### ENTRIES SHOWN

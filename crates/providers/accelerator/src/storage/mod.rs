//! Persistent key-value storage backing the receipt cache.

use crate::StorageError;
use std::fmt::Debug;

mod memory;
pub use memory::MemoryStore;

mod file;
pub use file::FileStore;

/// A synchronous string key-value store.
///
/// Implementations must be safe to share across threads. Handles to the same underlying
/// storage, including separate store instances, must serialize [`KeyValueStore::update`]
/// against each other.
pub trait KeyValueStore: Debug + Send + Sync {
    /// Returns the value stored under `key`, or `None` if the key is absent.
    fn get_item(&self, key: &str) -> Result<Option<String>, StorageError>;

    /// Stores `value` under `key`, replacing any previous value.
    fn set_item(&self, key: &str, value: &str) -> Result<(), StorageError>;

    /// Removes the value stored under `key`. Removing an absent key is not an error.
    fn remove_item(&self, key: &str) -> Result<(), StorageError>;

    /// Atomically replaces the value stored under `key`.
    ///
    /// `f` receives the current value and returns the value to store, or `None` to leave
    /// the key untouched. No other `update` of the same key runs between the read and the
    /// write. A failed read returns the error without calling `f` or writing anything.
    fn update(
        &self,
        key: &str,
        f: &mut dyn FnMut(Option<String>) -> Option<String>,
    ) -> Result<(), StorageError>;
}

######

- _PROBLEM_: Taking the records above as input, show every line in which the word "memory" is present.

- _ANSWER TO THIS EXERCISE_:
mod memory;
pub use memory::MemoryStore;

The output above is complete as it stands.